About characterization of atomistic posets

Question

Fix some poset.

Let $\mathscr{A}$ be the map from elements of our poset into the set of atoms under this element.

Is it true, that injectivity of $\mathscr{A}$ implies that our poset is atomistic? (A poset is called atomistic iff every its element is a join of atoms under this element.)

Answer 1

Theorem A complete lattice is atomistic iff the function "$\mathscr{A}$" is injective.

Proof

$\Rightarrow$

Let our poset is atomistic.

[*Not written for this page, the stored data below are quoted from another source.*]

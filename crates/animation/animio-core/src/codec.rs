//! Curve codec: host curve <-> ordered keyframe records.

use log::debug;

use crate::config::CodecConfig;
use crate::data::Keyframe;
use crate::host::Curve;

/// Read every key of `curve`, in order. No filtering or resampling.
pub fn encode<C: Curve + ?Sized>(curve: &C) -> Vec<Keyframe> {
    (0..curve.key_count()).map(|i| curve.read_key(i)).collect()
}

/// Rebuild `curve` from `keys` with the default [`CodecConfig`].
pub fn decode<C: Curve + ?Sized>(curve: &mut C, keys: &[Keyframe], frame_offset: i64) {
    decode_with(curve, keys, frame_offset, &CodecConfig::default());
}

/// Rebuild `curve` from `keys`, shifting every time by `frame_offset`.
///
/// Runs in two passes: all keys are inserted first, then derivatives and
/// weights are written, because inserting a key may recompute the tangents of
/// its neighbours. Keys are inserted in the order given. Shifted times
/// saturate at the `i64` range; [`crate::channels::import_document`] rejects
/// documents where that would happen.
pub fn decode_with<C: Curve + ?Sized>(
    curve: &mut C,
    keys: &[Keyframe],
    frame_offset: i64,
    cfg: &CodecConfig,
) {
    curve.clear();

    for key in keys {
        let index = curve.add_key(key.time.saturating_add(frame_offset), key.value);
        curve.set_interpolation(index, key.interpolation);

        let mode = key.tangent_mode.for_decode();
        if mode != key.tangent_mode {
            debug!(
                "key at {} stored as {:?}; materialized as {:?}",
                key.time, key.tangent_mode, mode
            );
        }
        curve.set_tangent_mode(index, mode);
        curve.set_constant_mode(index, key.constant_mode);
    }

    for (index, key) in keys.iter().enumerate() {
        curve.set_left_derivative(index, key.left_derivative);
        curve.set_right_derivative(index, key.right_derivative);

        // Writing a default weight marks the tangent as weighted on some hosts.
        if !cfg.is_default_weight(key.left_weight) {
            curve.set_left_weight(index, key.left_weight);
        }
        if !cfg.is_default_weight(key.right_weight) {
            curve.set_right_weight(index, key.right_weight);
        }
    }
}
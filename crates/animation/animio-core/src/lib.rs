//! AnimIO core (host-agnostic)
//!
//! Captures the translation and rotation curves of an animatable object into a
//! flat JSON document and re-applies them to another object, optionally moved
//! to a new start frame. Hosts plug in through the traits in [`host`];
//! [`memory`] is a complete in-memory host.

pub mod channels;
pub mod codec;
pub mod config;
pub mod data;
pub mod error;
pub mod host;
pub mod io;
pub mod memory;
pub mod session;
pub mod stored_document;

// Re-exports for consumers (adapters)
pub use channels::{compute_offset, export_channel, export_document, import_document};
pub use codec::{decode, encode};
pub use config::CodecConfig;
pub use data::{
    AnimationDocument, ChannelEntry, ChannelKind, ConstantMode, Interpolation, Keyframe,
    TangentMode,
};
pub use error::{AnimIoError, Result};
pub use host::{selected_objects, Animatable, Curve, Scene};
pub use io::{read_document, write_document};
pub use memory::{MemoryCurve, MemoryObject, MemoryScene, ObjectId};
pub use session::Session;
pub use stored_document::{document_to_json, parse_document_json};
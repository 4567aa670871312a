//! Channel serializer: drives the curve codec over translation and rotation.

use log::{debug, info, warn};

use crate::codec;
use crate::config::CodecConfig;
use crate::data::{AnimationDocument, ChannelEntry, ChannelKind, AXIS_COUNT};
use crate::error::{AnimIoError, Result};
use crate::host::{Animatable, Curve};

/// Capture one channel as three entries (X, Y, Z).
///
/// Without an animation node every axis is static. With a node, each axis is
/// encoded when its curve has keys and static otherwise.
pub fn export_channel<O: Animatable + ?Sized>(
    object: &O,
    channel: ChannelKind,
) -> [ChannelEntry; 3] {
    let current = object.vector(channel);
    if !object.has_animation_node(channel) {
        return current.map(ChannelEntry::Static);
    }

    std::array::from_fn(|axis| match object.curve(channel, axis) {
        Some(curve) if curve.key_count() > 0 => ChannelEntry::Animated(codec::encode(curve)),
        _ => ChannelEntry::Static(current[axis]),
    })
}

/// Capture translation and rotation of `object`.
///
/// Fails with [`AnimIoError::NoAnimationFound`] when neither channel has an
/// animation node. A node with no keys still exports (as static entries).
pub fn export_document<O: Animatable + ?Sized>(object: &O) -> Result<AnimationDocument> {
    if !ChannelKind::ALL
        .iter()
        .any(|&channel| object.has_animation_node(channel))
    {
        return Err(AnimIoError::NoAnimationFound {
            object: object.name().to_string(),
        });
    }

    let doc = AnimationDocument::new(
        export_channel(object, ChannelKind::Translation),
        export_channel(object, ChannelKind::Rotation),
    );
    debug!(
        "exported {}: {} animated axes",
        object.name(),
        doc.translation
            .iter()
            .chain(doc.rotation.iter())
            .filter(|e| !e.is_static())
            .count()
    );
    Ok(doc)
}

/// Shift that moves the document's start frame onto `requested_start_frame`.
///
/// Fails with [`AnimIoError::InvalidDocument`] when the shift does not fit in
/// an `i64`.
pub fn compute_offset(
    doc: &AnimationDocument,
    requested_start_frame: Option<i64>,
) -> Result<i64> {
    match (requested_start_frame, doc.start_frame()) {
        (Some(requested), Some(start)) => requested.checked_sub(start).ok_or_else(|| {
            AnimIoError::invalid(format!(
                "start frame {requested} is out of range for keys starting at {start}"
            ))
        }),
        _ => Ok(0),
    }
}

/// Every key time of `doc` must stay representable once shifted by `offset`.
fn check_shifted_times(doc: &AnimationDocument, offset: i64) -> Result<()> {
    for channel in ChannelKind::ALL {
        for (axis, entry) in doc.channel(channel).iter().enumerate() {
            let overflow = entry
                .keys()
                .iter()
                .find(|k| k.time.checked_add(offset).is_none());
            if let Some(key) = overflow {
                return Err(AnimIoError::invalid(format!(
                    "{channel} axis {axis} key time {} overflows with offset {offset}",
                    key.time
                )));
            }
        }
    }
    Ok(())
}

/// Apply `doc` to `object` with the default [`CodecConfig`].
pub fn import_document<O: Animatable + ?Sized>(
    object: &mut O,
    doc: &AnimationDocument,
    requested_start_frame: Option<i64>,
) -> Result<()> {
    import_document_with(object, doc, requested_start_frame, &CodecConfig::default())
}

/// Apply `doc` to `object`.
///
/// The document is validated and every shifted key time is range-checked
/// before anything on `object` changes. Per channel, the static vector is
/// written for all three axes before any axis is switched to animated, since
/// enabling animation may reinterpret the static value.
pub fn import_document_with<O: Animatable + ?Sized>(
    object: &mut O,
    doc: &AnimationDocument,
    requested_start_frame: Option<i64>,
    cfg: &CodecConfig,
) -> Result<()> {
    doc.validate()?;

    let offset = compute_offset(doc, requested_start_frame)?;
    check_shifted_times(doc, offset)?;
    if requested_start_frame.is_some() && doc.start_frame().is_none() {
        warn!(
            "start frame requested for {} but document has no translation keys; offset 0",
            object.name()
        );
    }

    for channel in ChannelKind::ALL {
        import_channel(object, channel, doc.channel(channel), offset, cfg)?;
    }

    info!("Animation set on {}", object.name());
    Ok(())
}

fn import_channel<O: Animatable + ?Sized>(
    object: &mut O,
    channel: ChannelKind,
    entries: &[ChannelEntry],
    offset: i64,
    cfg: &CodecConfig,
) -> Result<()> {
    let baseline: [f64; AXIS_COUNT] = std::array::from_fn(|axis| entries[axis].first_value());
    object.set_vector(channel, baseline);

    for (axis, entry) in entries.iter().enumerate() {
        let ChannelEntry::Animated(keys) = entry else {
            continue;
        };
        object.set_animated(channel, axis, true);
        let curve = object.curve_mut(channel, axis).ok_or_else(|| {
            AnimIoError::host(format!("{channel} axis {axis} has no curve after animating"))
        })?;
        codec::decode_with(curve, keys, offset, cfg);
        debug!("{channel} axis {axis}: {} keys, offset {offset}", keys.len());
    }
    Ok(())
}
//! Error types for export/import of animation documents.

use std::path::PathBuf;

use thiserror::Error;

use crate::data::ChannelKind;

/// Everything that can abort an export or import.
///
/// Every variant is raised before the target object is mutated, with the
/// exception of [`AnimIoError::Host`], which reports a host refusal mid-import.
#[derive(Debug, Error)]
pub enum AnimIoError {
    /// Neither translation nor rotation carries an animation node.
    #[error("no animation found on Translation or Rotation of {object}")]
    NoAnimationFound { object: String },

    /// Document structure is unusable (missing channel, wrong axis count, unordered keys).
    #[error("invalid animation document: {reason}")]
    InvalidDocument { reason: String },

    /// A single record is missing a field, carries an unknown ordinal, or holds
    /// a number JSON cannot represent.
    #[error("malformed record {channel} axis {axis} index {index}: {reason}")]
    MalformedRecord {
        channel: ChannelKind,
        axis: usize,
        index: usize,
        reason: String,
    },

    /// File read/write failure.
    #[error("io error on {}: {source}", path.display())]
    Io {
        path: PathBuf,
        #[source]
        source: std::io::Error,
    },

    /// Text was not JSON of the expected document shape.
    #[error("animation json: {0}")]
    Json(#[from] serde_json::Error),

    /// Session asked to run before an object was picked.
    #[error("no object added; select and add an object to import or export")]
    NoObjectSelected,

    /// The host refused an operation the import depends on.
    #[error("host error: {reason}")]
    Host { reason: String },
}

impl AnimIoError {
    pub fn invalid(reason: impl Into<String>) -> Self {
        Self::InvalidDocument {
            reason: reason.into(),
        }
    }

    pub fn host(reason: impl Into<String>) -> Self {
        Self::Host {
            reason: reason.into(),
        }
    }

    /// True for the errors that surface a problem with the document itself.
    #[inline]
    pub fn is_document_error(&self) -> bool {
        matches!(
            self,
            Self::InvalidDocument { .. } | Self::MalformedRecord { .. } | Self::Json(_)
        )
    }
}

pub type Result<T> = std::result::Result<T, AnimIoError>;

Then obviously $\mathscr{A} a \neq \mathscr{A} b$ for elements $a \neq b$.

$\Leftarrow$

Let "$\mathscr{A}$" be injective. Consider an element $a$ of our poset. Let $b = \bigsqcup \mathscr{A} a$ (where $\bigsqcup$ denotes the supremum). Obviously $b \sqsubseteq a$ and thus $\mathscr{A} b \subseteq \mathscr{A} a$. But if $x \in \mathscr{A} a$ then $x \sqsubseteq b$ and thus $x \in \mathscr{A} b$. So $\mathscr{A} a = \mathscr{A} b$. By injectivity $a = b$ that is $a = \bigsqcup \mathscr{A} a$.